__TASK OBJECTIVE__
Your response needs to be the data below, retyped exactly.

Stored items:

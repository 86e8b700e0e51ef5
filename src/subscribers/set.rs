//! # Non-blocking event fan-out to multiple subscribers.
//!
//! Provides [`SubscriberSet`] — distributes events to multiple subscribers
//! concurrently without blocking the publisher.
//!
//! ## Architecture
//! ```text
//! emit(event)
//!     │
//!     ├──► [queue 1] ──► worker 1 ──► subscriber1.on_event()
//!     │    (bounded)         └──────► panic → SubscriberPanicked
//!     └──► [queue N] ──► worker N ──► subscriberN.on_event()
//!          (bounded)
//! ```
//!
//! ## Rules
//! - **No cross-subscriber ordering**: subscriber A may process event N while B processes N+5
//! - **Overflow**: event dropped for that subscriber only, `SubscriberOverflow` published
//! - **Non-blocking**: `emit()` returns immediately (uses `try_send`)
//! - **Isolation**: slow/panicking subscriber doesn't affect others
//! - **Per-subscriber FIFO**: each subscriber sees events in order
//!
//! **Warning**: `AssertUnwindSafe` is used, which can leave shared state inconsistent
//! if a subscriber uses `Arc<Mutex<T>>` and panics while holding the lock.

use std::sync::Arc;

use futures::FutureExt;
use tokio::{sync::mpsc, task::JoinHandle};

use crate::core::panic_message;
use crate::events::{Bus, Event, EventKind};
use crate::subscribers::Subscribe;

/// Per-subscriber channel metadata.
struct SubscriberChannel {
    name: &'static str,
    sender: mpsc::Sender<Arc<Event>>,
}

/// Fan-out coordinator for multiple event subscribers.
pub struct SubscriberSet {
    channels: Vec<SubscriberChannel>,
    workers: Vec<JoinHandle<()>>,
    bus: Bus,
}

impl SubscriberSet {
    /// Creates a new set and spawns one worker task per subscriber.
    ///
    /// Must be called inside a tokio runtime unless `subs` is empty.
    #[must_use]
    pub fn new(subs: Vec<Arc<dyn Subscribe>>, bus: Bus) -> Self {
        let mut channels = Vec::with_capacity(subs.len());
        let mut workers = Vec::with_capacity(subs.len());

        for sub in subs {
            let cap = sub.queue_capacity().max(1);
            let name = sub.name();
            let (tx, mut rx) = mpsc::channel::<Arc<Event>>(cap);
            let bus_for_worker = bus.clone();

            let handle = tokio::spawn(async move {
                while let Some(ev) = rx.recv().await {
                    let fut = sub.on_event(ev.as_ref());
                    if let Err(payload) = std::panic::AssertUnwindSafe(fut).catch_unwind().await {
                        bus_for_worker.publish(Event::subscriber_panicked(
                            sub.name(),
                            panic_message(payload.as_ref()),
                        ));
                    }
                }
            });
            channels.push(SubscriberChannel { name, sender: tx });
            workers.push(handle);
        }
        Self {
            channels,
            workers,
            bus,
        }
    }

    /// Emits an event to all subscribers (non-blocking).
    ///
    /// Overflow events are not re-published when they overflow themselves.
    pub fn emit(&self, event: &Event) {
        let event = Arc::new(event.clone());
        let is_overflow_evt = matches!(event.kind, EventKind::SubscriberOverflow);

        for channel in &self.channels {
            let reason = match channel.sender.try_send(Arc::clone(&event)) {
                Ok(()) => continue,
                Err(mpsc::error::TrySendError::Full(_)) => "full",
                Err(mpsc::error::TrySendError::Closed(_)) => "closed",
            };
            if !is_overflow_evt {
                self.bus
                    .publish(Event::subscriber_overflow(channel.name, reason));
            }
        }
    }

    /// True if there are no subscribers.
    #[must_use]
    pub fn is_empty(&self) -> bool {
        self.channels.is_empty()
    }

    /// Number of subscribers.
    #[must_use]
    pub fn len(&self) -> usize {
        self.channels.len()
    }

    /// Closes all queues and awaits the workers, draining what was already queued.
    pub async fn shutdown(self) {
        drop(self.channels);
        for h in self.workers {
            let _ = h.await;
        }
    }
}

#[cfg(test)]
mod tests {
    use super::*;
    use async_trait::async_trait;
    use parking_lot::Mutex;

    #[derive(Default)]
    struct Recorder {
        kinds: Mutex<Vec<EventKind>>,
    }

    #[async_trait]
    impl Subscribe for Recorder {
        async fn on_event(&self, ev: &Event) {
            self.kinds.lock().push(ev.kind);
        }
        fn name(&self) -> &'static str {
            "recorder"
        }
    }

    struct Exploding;

    #[async_trait]
    impl Subscribe for Exploding {
        async fn on_event(&self, _ev: &Event) {
            panic!("subscriber blew up");
        }
        fn name(&self) -> &'static str {
            "exploding"
        }
    }

    #[tokio::test]
    async fn delivers_in_order_and_isolates_panics() {
        let bus = Bus::new(16);
        let mut rx = bus.subscribe();
        let rec = Arc::new(Recorder::default());
        let subs: Vec<Arc<dyn Subscribe>> = vec![rec.clone(), Arc::new(Exploding)];
        let set = SubscriberSet::new(subs, bus);
        assert_eq!(set.len(), 2);

        set.emit(&Event::new(EventKind::UnitStarting));
        set.emit(&Event::new(EventKind::UnitStopped));
        set.shutdown().await;

        assert_eq!(
            *rec.kinds.lock(),
            vec![EventKind::UnitStarting, EventKind::UnitStopped]
        );
        let ev = rx.recv().await.unwrap();
        assert!(ev.is_subscriber_panic());
        assert_eq!(ev.unit.as_deref(), Some("exploding"));
        assert_eq!(ev.reason.as_deref(), Some("subscriber blew up"));
    }
}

__EXPECTED ANSWER__
repository 86e8b700e0e51ef5
filename src/subscribers/set.rs
//! # Non-blocking event fan-out to multiple subscribers.
//!
//! Provides [`SubscriberSet`] — distributes events to multiple subscribers
//! concurrently without blocking the publisher.
//!
//! ## Architecture
//! ```text
//! emit(event)
//!     │
//!     ├──► [queue 1] ──► worker 1 ──► subscriber1.on_event()
//!     │    (bounded)         └──────► panic → SubscriberPanicked
//!     └──► [queue N] ──► worker N ──► subscriberN.on_event()
//!          (bounded)
//! ```
//!
//! ## Rules
//! - **No cross-subscriber ordering**: subscriber A may process event N while B processes N+5
//! - **Overflow**: event dropped for that subscriber only, `SubscriberOverflow` published
//! - **Non-blocking**: `emit()` returns immediately (uses `try_send`)
//! - **Isolation**: slow/panicking subscriber doesn't affect others
//! - **Per-subscriber FIFO**: each subscriber sees events in order
//!
//! **Warning**: `AssertUnwindSafe` is used, which can leave shared state inconsistent
//! if a subscriber uses `Arc<Mutex<T>>` and panics while holding the lock.

use std::sync::Arc;

use futures::FutureExt;
use tokio::{sync::mpsc, task::JoinHandle};

use crate::core::panic_message;
use crate::events::{Bus, Event, EventKind};
use crate::subscribers::Subscribe;

/// Per-subscriber channel metadata.
struct SubscriberChannel {
    name: &'static str,
    sender: mpsc::Sender<Arc<Event>>,
}

/// Fan-out coordinator for multiple event subscribers.
pub struct SubscriberSet {
    channels: Vec<SubscriberChannel>,
    workers: Vec<JoinHandle<()>>,
    bus: Bus,
}

impl SubscriberSet {
    /// Creates a new set and spawns one worker task per subscriber.
    ///
    /// Must be called inside a tokio runtime unless `subs` is empty.
    #[must_use]
    pub fn new(subs: Vec<Arc<dyn Subscribe>>, bus: Bus) -> Self {
        let mut channels = Vec::with_capacity(subs.len());
        let mut workers = Vec::with_capacity(subs.len());

        for sub in subs {
            let cap = sub.queue_capacity().max(1);
            let name = sub.name();
            let (tx, mut rx) = mpsc::channel::<Arc<Event>>(cap);
            let bus_for_worker = bus.clone();

            let handle = tokio::spawn(async move {
                while let Some(ev) = rx.recv().await {
                    let fut = sub.on_event(ev.as_ref());
                    if let Err(payload) = std::panic::AssertUnwindSafe(fut).catch_unwind().await {
                        bus_for_worker.publish(Event::subscriber_panicked(
                            sub.name(),
                            panic_message(payload.as_ref()),
                        ));
                    }
                }
            });
            channels.push(SubscriberChannel { name, sender: tx });
            workers.push(handle);
        }
        Self {
            channels,
            workers,
            bus,
        }
    }

    /// Emits an event to all subscribers (non-blocking).
    ///
    /// Overflow events are not re-published when they overflow themselves.
    pub fn emit(&self, event: &Event) {
        let event = Arc::new(event.clone());
        let is_overflow_evt = matches!(event.kind, EventKind::SubscriberOverflow);

        for channel in &self.channels {
            let reason = match channel.sender.try_send(Arc::clone(&event)) {
                Ok(()) => continue,
                Err(mpsc::error::TrySendError::Full(_)) => "full",
                Err(mpsc::error::TrySendError::Closed(_)) => "closed",
            };
            if !is_overflow_evt {
                self.bus
                    .publish(Event::subscriber_overflow(channel.name, reason));
            }
        }
    }

    /// True if there are no subscribers.
    #[must_use]
    pub fn is_empty(&self) -> bool {
        self.channels.is_empty()
    }

    /// Number of subscribers.
    #[must_use]
    pub fn len(&self) -> usize {
        self.channels.len()
    }

    /// Closes all queues and awaits the workers, draining what was already queued.
    pub async fn shutdown(self) {
        drop(self.channels);
        for h in self.workers {
            let _ = h.await;
        }
    }
}

#[cfg(test)]
mod tests {
    use super::*;
    use async_trait::async_trait;
    use parking_lot::Mutex;

    #[derive(Default)]
    struct Recorder {
        kinds: Mutex<Vec<EventKind>>,
    }

    #[async_trait]
    impl Subscribe for Recorder {
        async fn on_event(&self, ev: &Event) {
            self.kinds.lock().push(ev.kind);
        }
        fn name(&self) -> &'static str {
            "recorder"
        }
    }

    struct Exploding;

    #[async_trait]
    impl Subscribe for Exploding {
        async fn on_event(&self, _ev: &Event) {
            panic!("subscriber blew up");
        }
        fn name(&self) -> &'static str {
            "exploding"
        }
    }

    #[tokio::test]
    async fn delivers_in_order_and_isolates_panics() {
        let bus = Bus::new(16);
        let mut rx = bus.subscribe();
        let rec = Arc::new(Recorder::default());
        let subs: Vec<Arc<dyn Subscribe>> = vec![rec.clone(), Arc::new(Exploding)];
        let set = SubscriberSet::new(subs, bus);
        assert_eq!(set.len(), 2);

        set.emit(&Event::new(EventKind::UnitStarting));
        set.emit(&Event::new(EventKind::UnitStopped));
        set.shutdown().await;

        assert_eq!(
            *rec.kinds.lock(),
            vec![EventKind::UnitStarting, EventKind::UnitStopped]
        );
        let ev = rx.recv().await.unwrap();
        assert!(ev.is_subscriber_panic());
        assert_eq!(ev.unit.as_deref(), Some("exploding"));
        assert_eq!(ev.reason.as_deref(), Some("subscriber blew up"));
    }
}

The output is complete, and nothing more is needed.